Here are his findings distilled into a few sentences:

Viewed through the lenses of healthcare, education, technological innovation – as a race we have never had it better.

Typically: artificial Intelligence (AI) systems generate more jobs than they destroy.

Terminator-style ’Skynet’ – when the machines destroy the humans – is not happening anytime soon. Instead AI is used to do the most mundane of tasks (e.g. number plate recognition in car parks), freeing up humans to work on other things.

Though we may advance technology in our attempts to colonise Mars – in reality a colony on Mars is technically impossible due to cancer-inducing solar flare radiation, toxic soil, gravity issues, average temperature of -65C and a lack of oxygen. It would be considerably easier to colonise the earth’s poles and ocean beds.

Given the opportunity, nature recovers really quickly.
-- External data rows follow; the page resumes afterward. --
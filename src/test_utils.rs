use crate::app_state::AppState;
use crate::db::Database;

use sqlx::sqlite::{SqliteConnectOptions, SqlitePoolOptions};
use sqlx::SqlitePool;
use std::path::Path;
use std::str::FromStr;
use std::sync::Arc;

/// Small biodiversity dataset.
///
/// * `BB_940` holds counts `[5, 0, 3, 2]` for OTUs 1 to 4.
/// * `BB_941` has a tie between OTUs 2 and 3.
/// * `BB_999` has no counts above 1 and no metadata row.
/// * `BB_943` holds a real and a text count despite its INTEGER affinity.
/// * Sample 941 has a real `AGE` and a NULL `WFREQ`.
/// * Sample 943 has a text `AGE`.
const FIXTURE: &str = r#"
CREATE TABLE otu (
    otu_id INTEGER PRIMARY KEY,
    lowest_taxonomic_unit_found TEXT
);
INSERT INTO otu VALUES
    (1, 'Bacteria'),
    (2, 'Bacteria;Firmicutes'),
    (3, 'Bacteria'),
    (4, NULL);

CREATE TABLE samples (
    otu_id INTEGER PRIMARY KEY,
    BB_940 INTEGER,
    BB_941 INTEGER,
    BB_999 INTEGER,
    BB_943 INTEGER
);
INSERT INTO samples VALUES
    (1, 5, 0, 1, 4),
    (2, 0, 3, NULL, 2.5),
    (3, 3, 3, 0, 'n/a'),
    (4, 2, 1, 0, NULL);

CREATE TABLE samples_metadata (
    SAMPLEID INTEGER,
    EVENT TEXT,
    ETHNICITY TEXT,
    GENDER TEXT,
    AGE INTEGER,
    BBTYPE TEXT,
    LOCATION TEXT,
    WFREQ REAL
);
INSERT INTO samples_metadata VALUES
    (940, 'BellyButtonsScience', 'Caucasian', 'F', 24, 'tap', 'Beaufort/NC', 2),
    (941, 'BellyButtonsScience', 'Asian', 'M', 34.5, 'I', 'Chicago/IL', NULL),
    (942, 'BellyButtonsScience', 'Hispanic', 'F', 40, 'O', 'Raleigh/NC', 3.7),
    (943, 'BellyButtonsScience', 'Asian', 'F', 'unknown', 'I', 'Durham/NC', 1);
"#;

/// Create a pool over a fresh, empty in-memory database.
///
/// The pool holds its single connection for its whole lifetime so the database is not dropped.
pub(crate) async fn empty_pool() -> SqlitePool {
    let options = SqliteConnectOptions::from_str("sqlite::memory:").unwrap();
    SqlitePoolOptions::new()
        .max_connections(1)
        .idle_timeout(None)
        .max_lifetime(None)
        .connect_with(options)
        .await
        .unwrap()
}

/// Create a [Database] over the fixture dataset.
pub(crate) async fn database() -> Database {
    let pool = empty_pool().await;
    sqlx::raw_sql(FIXTURE).execute(&pool).await.unwrap();
    Database::from_pool(pool).await.unwrap()
}

/// Create shared application state over the fixture dataset.
pub(crate) async fn app_state() -> Arc<AppState> {
    Arc::new(AppState::new(database().await))
}

/// Write the fixture dataset to a new SQLite file at `path`.
pub(crate) async fn write_fixture(path: &Path) {
    let options = SqliteConnectOptions::new()
        .filename(path)
        .create_if_missing(true);
    let pool = SqlitePoolOptions::new()
        .max_connections(1)
        .connect_with(options)
        .await
        .unwrap();
    sqlx::raw_sql(FIXTURE).execute(&pool).await.unwrap();
    pool.close().await;
}
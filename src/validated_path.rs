//! Axum extractor that deserialises and validates path parameters

use crate::error::BiodiversityError;

use async_trait::async_trait;
use axum::{
    extract::{FromRequestParts, Path},
    http::request::Parts,
};
use serde::de::DeserializeOwned;
use validator::Validate;

/// An axum extractor based on the Path extractor that also performs validation using the
/// validator crate.
#[derive(Debug, Clone, Copy, Default)]
pub struct ValidatedPath<T>(pub T);

#[async_trait]
impl<T, S> FromRequestParts<S> for ValidatedPath<T>
where
    T: DeserializeOwned + Validate + Send,
    S: Send + Sync,
{
    type Rejection = BiodiversityError;

    /// Extract a `ValidatedPath` from request parts.
    async fn from_request_parts(parts: &mut Parts, state: &S) -> Result<Self, Self::Rejection> {
        let Path(value) = Path::<T>::from_request_parts(parts, state).await?;
        value.validate()?;
        Ok(ValidatedPath(value))
    }
}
For reference see the Knepp estate’s re-wilding programme in the UK.

‘Millennials’ are the most coddled generation in the history of our planet – which explains their empathy, why they prioritise how people feel and their desire not to offend.

This is a passing phase, and inevitably we will look back on this period of world history within a few years and our behaviour will seem old fashioned and no longer relevant.

Immediatism: when people (who have never previously met) collectively experience a sequence of events that flow effortlessly, leaving them with a positive memory, the result is an exponential propagation of creative ideas and initiatives.

We should engineer and attend more events like this and act on our inspiration and findings. (In other words, going to raves and festivals in the early ‘90s through to the present day may have made me and continues to make me more creative).

In summary: planet earth – we’ve got this.

Of course, an end to war, famine, and ecological disaster is still needed but we don’t need to buy the line we are largely sold by the world’s media. It’s not ‘game over’. There is everything to play for.